*** Block opens ***

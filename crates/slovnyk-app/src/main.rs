//! Slovnyk -- terminal client for the remote dictionary server.
//!
//! Usage:
//!   slovnyk translate cat             # Look a word up
//!   slovnyk random                    # Word of the day
//!   slovnyk history --limit 10        # Recent lookups
//!   slovnyk format < raw.txt          # Format a definition offline
//!   slovnyk shell                     # Interactive session

use std::fs::OpenOptions;
use std::io::{self, BufRead, IsTerminal, Read, Write};
use std::sync::Mutex;
use std::time::Duration;

use clap::{Parser, Subcommand};
use tracing_subscriber::layer::SubscriberExt;
use tracing_subscriber::util::SubscriberInitExt;
use tracing_subscriber::EnvFilter;

use slovnyk_app::config::AppConfig;
use slovnyk_app::session::{Outcome, Session, WriteResult};
use slovnyk_app::sink::AnsiSink;
use slovnyk_app::{expand_tilde, open_session};
use slovnyk_client::ClientConfig;
use slovnyk_format::{classify_lines, extract_clean_translation, format_definition, render_interactive};

#[derive(Parser)]
#[command(name = "slovnyk", about = "English-Ukrainian dictionary client")]
struct Cli {
    /// Path to config file
    #[arg(short, long, default_value = "~/.slovnyk/config.toml")]
    config: String,

    /// Server host, overrides config and the remembered endpoint
    #[arg(long)]
    host: Option<String>,

    /// Server port
    #[arg(long)]
    port: Option<u16>,

    /// Print results as JSON
    #[arg(long)]
    json: bool,

    #[command(subcommand)]
    command: Option<Commands>,
}

#[derive(Subcommand)]
enum Commands {
    /// Translate a word
    Translate { word: String },
    /// Add a Ukrainian/English pair
    Add { ukrainian: String, english: String },
    /// Add a word with a full definition
    AddWord { word: String, definition: String },
    /// Delete a headword
    Delete { headword: String },
    /// Replace the definition of a headword
    Update { headword: String, definition: String },
    /// Fetch a random word
    Random,
    /// Show or edit search history
    History {
        #[arg(short, long, default_value_t = 20)]
        limit: usize,
        /// Remove one word from history
        #[arg(long)]
        remove: Option<String>,
        /// Remove everything
        #[arg(long)]
        clear: bool,
    },
    /// Manage favorites
    Favorites {
        #[command(subcommand)]
        action: Option<FavoritesAction>,
    },
    /// Read or write a stored setting
    Settings {
        #[command(subcommand)]
        action: SettingsAction,
    },
    /// Format a raw definition read from stdin
    Format {
        /// Headword substituted for `~`
        #[arg(long)]
        headword: Option<String>,
        /// Plain text for copying, no header markers
        #[arg(long)]
        export: bool,
    },
    /// Interactive session (default)
    Shell,
}

#[derive(Subcommand)]
enum FavoritesAction {
    /// List favorites (default)
    List,
    Add { word: String, translation: String },
    Remove { word: String },
}

#[derive(Subcommand)]
enum SettingsAction {
    Get { key: String },
    Set { key: String, value: String },
}

fn main() -> anyhow::Result<()> {
    let cli = Cli::parse();
    let config_path = expand_tilde(&cli.config);
    let cfg = AppConfig::load_or_default(&config_path)?;
    init_tracing(&cfg)?;

    let output = Output {
        json: cli.json,
        color: io::stdout().is_terminal() && std::env::var_os("NO_COLOR").is_none(),
        tag_color: cfg.display.tag_color.clone(),
    };

    if let Some(Commands::Format { headword, export }) = &cli.command {
        let mut raw = String::new();
        io::stdin().read_to_string(&mut raw)?;
        let formatted = format_definition(raw.trim_end_matches(['\r', '\n']), headword.as_deref());
        if output.json {
            println!("{}", serde_json::to_string_pretty(&classify_lines(&formatted))?);
        } else if *export {
            println!("{}", extract_clean_translation(&formatted, headword.as_deref()));
        } else {
            println!("{}", output.styled(&formatted));
        }
        return Ok(());
    }

    let mut session = open_session(&cfg, cli.host.clone(), cli.port)?;
    let budget = request_budget(session.client().config());
    let result = run(&mut session, cli.command, &output, budget);
    session.shutdown();
    result
}

fn init_tracing(cfg: &AppConfig) -> anyhow::Result<()> {
    let filter = EnvFilter::try_from_default_env()
        .unwrap_or_else(|_| "slovnyk=info,slovnyk_app=info,slovnyk_client=info".into());

    let file_layer = match &cfg.logging.file {
        Some(path) => {
            let path = expand_tilde(path);
            if let Some(parent) = path.parent() {
                std::fs::create_dir_all(parent)?;
            }
            let file = OpenOptions::new().create(true).append(true).open(&path)?;
            Some(
                tracing_subscriber::fmt::layer()
                    .with_ansi(false)
                    .with_writer(Mutex::new(file)),
            )
        }
        None => None,
    };

    tracing_subscriber::registry()
        .with(filter)
        .with(tracing_subscriber::fmt::layer().with_writer(io::stderr))
        .with(file_layer)
        .init();
    Ok(())
}

/// Upper bound on one request: every attempt timing out plus the backoff
/// between attempts, with a second of slack.
fn request_budget(config: &ClientConfig) -> Duration {
    let waits: Duration = (1..config.max_attempts).map(|retry| config.backoff(retry)).sum();
    config.timeout * config.max_attempts + waits + Duration::from_secs(1)
}

fn run(
    session: &mut Session,
    command: Option<Commands>,
    output: &Output,
    budget: Duration,
) -> anyhow::Result<()> {
    match command.unwrap_or(Commands::Shell) {
        Commands::Translate { word } => {
            if !session.translate(&word) {
                anyhow::bail!("nothing to translate");
            }
            finish(session, output, budget)
        }
        Commands::Add { ukrainian, english } => {
            if !session.add(&ukrainian, &english) {
                anyhow::bail!("both words are required");
            }
            finish(session, output, budget)
        }
        Commands::AddWord { word, definition } => {
            if !session.add_word(&word, &definition) {
                anyhow::bail!("word and definition are required");
            }
            finish(session, output, budget)
        }
        Commands::Delete { headword } => {
            if !session.delete(&headword) {
                anyhow::bail!("headword is required");
            }
            finish(session, output, budget)
        }
        Commands::Update {
            headword,
            definition,
        } => {
            if !session.update(&headword, &definition) {
                anyhow::bail!("headword and definition are required");
            }
            finish(session, output, budget)
        }
        Commands::Random => {
            session.random();
            finish(session, output, budget)
        }
        Commands::History {
            limit,
            remove,
            clear,
        } => {
            let store = session.store();
            if clear {
                store.clear_history();
            } else if let Some(word) = remove {
                if !store.remove_history(&word) {
                    eprintln!("{word} is not in history");
                }
            }
            let entries = store.get_history(limit);
            if output.json {
                println!("{}", serde_json::to_string_pretty(&entries)?);
            } else {
                for entry in entries {
                    println!("{}  {}", entry.searched_at, entry.word);
                }
            }
            Ok(())
        }
        Commands::Favorites { action } => {
            let store = session.store();
            match action.unwrap_or(FavoritesAction::List) {
                FavoritesAction::List => {}
                FavoritesAction::Add { word, translation } => {
                    if !store.add_favorite(&word, &translation) {
                        eprintln!("{word} is already a favorite");
                    }
                }
                FavoritesAction::Remove { word } => {
                    if !store.remove_favorite(&word) {
                        eprintln!("{word} is not a favorite");
                    }
                }
            }
            let entries = store.get_favorite_entries();
            if output.json {
                println!("{}", serde_json::to_string_pretty(&entries)?);
            } else {
                for entry in entries {
                    println!("{}", entry.word);
                    println!("{}", output.styled(&format_definition(&entry.translation, Some(&entry.word))));
                    println!();
                }
            }
            Ok(())
        }
        Commands::Settings { action } => {
            let store = session.store();
            match action {
                SettingsAction::Get { key } => println!("{}", store.get_setting(&key, "")),
                SettingsAction::Set { key, value } => {
                    if !store.set_setting(&key, &value) {
                        anyhow::bail!("failed to store {key}");
                    }
                }
            }
            Ok(())
        }
        Commands::Shell => shell(session, output, budget),
        Commands::Format { .. } => Ok(()),
    }
}

/// Wait for the single launched request and print what came of it.
fn finish(session: &mut Session, output: &Output, budget: Duration) -> anyhow::Result<()> {
    let outcomes = session.drain(budget);
    if outcomes.is_empty() {
        anyhow::bail!("no reply within {}s", budget.as_secs());
    }
    for outcome in &outcomes {
        output.print(outcome)?;
    }
    Ok(())
}

const SHELL_HELP: &str = "\
  <word>                     translate
  :add <ukrainian> <english>  add a pair
  :delete <headword>          delete an entry
  :random                     word of the day
  :fav                        toggle favorite for the last translation
  :history                    recent lookups
  :connect <host> <port>      switch server
  :quit";

fn shell(session: &mut Session, output: &Output, budget: Duration) -> anyhow::Result<()> {
    session.connect();
    session.random();
    for outcome in session.drain(budget) {
        output.print(&outcome)?;
    }

    let mut last: Option<(String, String)> = None;
    let stdin = io::stdin();
    let mut lines = stdin.lock().lines();
    loop {
        print!("> ");
        io::stdout().flush()?;
        let Some(line) = lines.next() else { break };
        let line = line?;
        let mut parts = line.split_whitespace();
        match parts.next() {
            None => continue,
            Some(":quit") | Some(":q") => break,
            Some(":help") => println!("{SHELL_HELP}"),
            Some(":random") => session.random(),
            Some(":history") => {
                for word in session.store().get_history_words(20) {
                    println!("{word}");
                }
            }
            Some(":fav") => match &last {
                Some((word, definition)) => {
                    let now = session.toggle_favorite(word, definition);
                    println!("{word}: {}", if now { "favorite" } else { "not favorite" });
                }
                None => println!("translate something first"),
            },
            Some(":add") => match (parts.next(), parts.next()) {
                (Some(uk), Some(en)) => {
                    session.add(uk, en);
                }
                _ => println!("usage: :add <ukrainian> <english>"),
            },
            Some(":delete") => match parts.next() {
                Some(headword) => {
                    session.delete(headword);
                }
                None => println!("usage: :delete <headword>"),
            },
            Some(":connect") => match (parts.next(), parts.next().map(str::parse::<u16>)) {
                (Some(host), Some(Ok(port))) => session.connect_to(host, port),
                _ => println!("usage: :connect <host> <port>"),
            },
            Some(cmd) if cmd.starts_with(':') => println!("unknown command {cmd}, try :help"),
            Some(_) => {
                session.translate(&line);
            }
        }

        for outcome in session.drain(budget) {
            if let Outcome::Translation(t) = &outcome {
                last = Some((t.headword.clone(), t.definition.clone()));
            }
            output.print(&outcome)?;
        }
    }
    Ok(())
}

struct Output {
    json: bool,
    color: bool,
    tag_color: String,
}

impl Output {
    fn styled(&self, formatted: &str) -> String {
        let mut sink = if self.color {
            AnsiSink::new()
        } else {
            AnsiSink::plain()
        };
        render_interactive(&mut sink, formatted, &self.tag_color);
        sink.into_string().trim_end().to_string()
    }

    fn print(&self, outcome: &Outcome) -> anyhow::Result<()> {
        if self.json {
            println!("{}", serde_json::to_string(outcome)?);
            return Ok(());
        }
        match outcome {
            Outcome::Connected { host, port } => println!("connected to {host}:{port}"),
            Outcome::ConnectFailed { host, port } => println!("cannot reach {host}:{port}"),
            Outcome::Translation(t) => {
                let star = if t.favorite { " *" } else { "" };
                println!("{}{star}", t.headword);
                println!("{}", self.styled(&t.formatted));
                if !t.badges.is_empty() {
                    println!("({})", t.badges.join(", "));
                }
            }
            Outcome::NotFound { word } => println!("{word}: not found"),
            Outcome::NoResponse { verb, word } => {
                println!("{verb} {word}: no response from server")
            }
            Outcome::Write { verb, word, result } => {
                let text = match result {
                    WriteResult::Done { .. } => "done".to_string(),
                    WriteResult::Duplicate { .. } => "already exists".to_string(),
                    WriteResult::Rejected { detail } => {
                        format!("rejected ({})", detail.as_deref().unwrap_or("no detail"))
                    }
                    WriteResult::NoResponse => "no response from server".to_string(),
                };
                println!("{verb} {word}: {text}");
            }
            Outcome::WordOfDay {
                headword,
                formatted,
                ..
            } => {
                println!("Word of the day: {headword}");
                println!("{}", self.styled(formatted));
            }
        }
        Ok(())
    }
}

*** Block closes ***

## ACTION ITEM:
Take from the entries every line that has the string "Parser".

## FINISHED TASK:
use clap::{Parser, Subcommand};
#[derive(Parser)]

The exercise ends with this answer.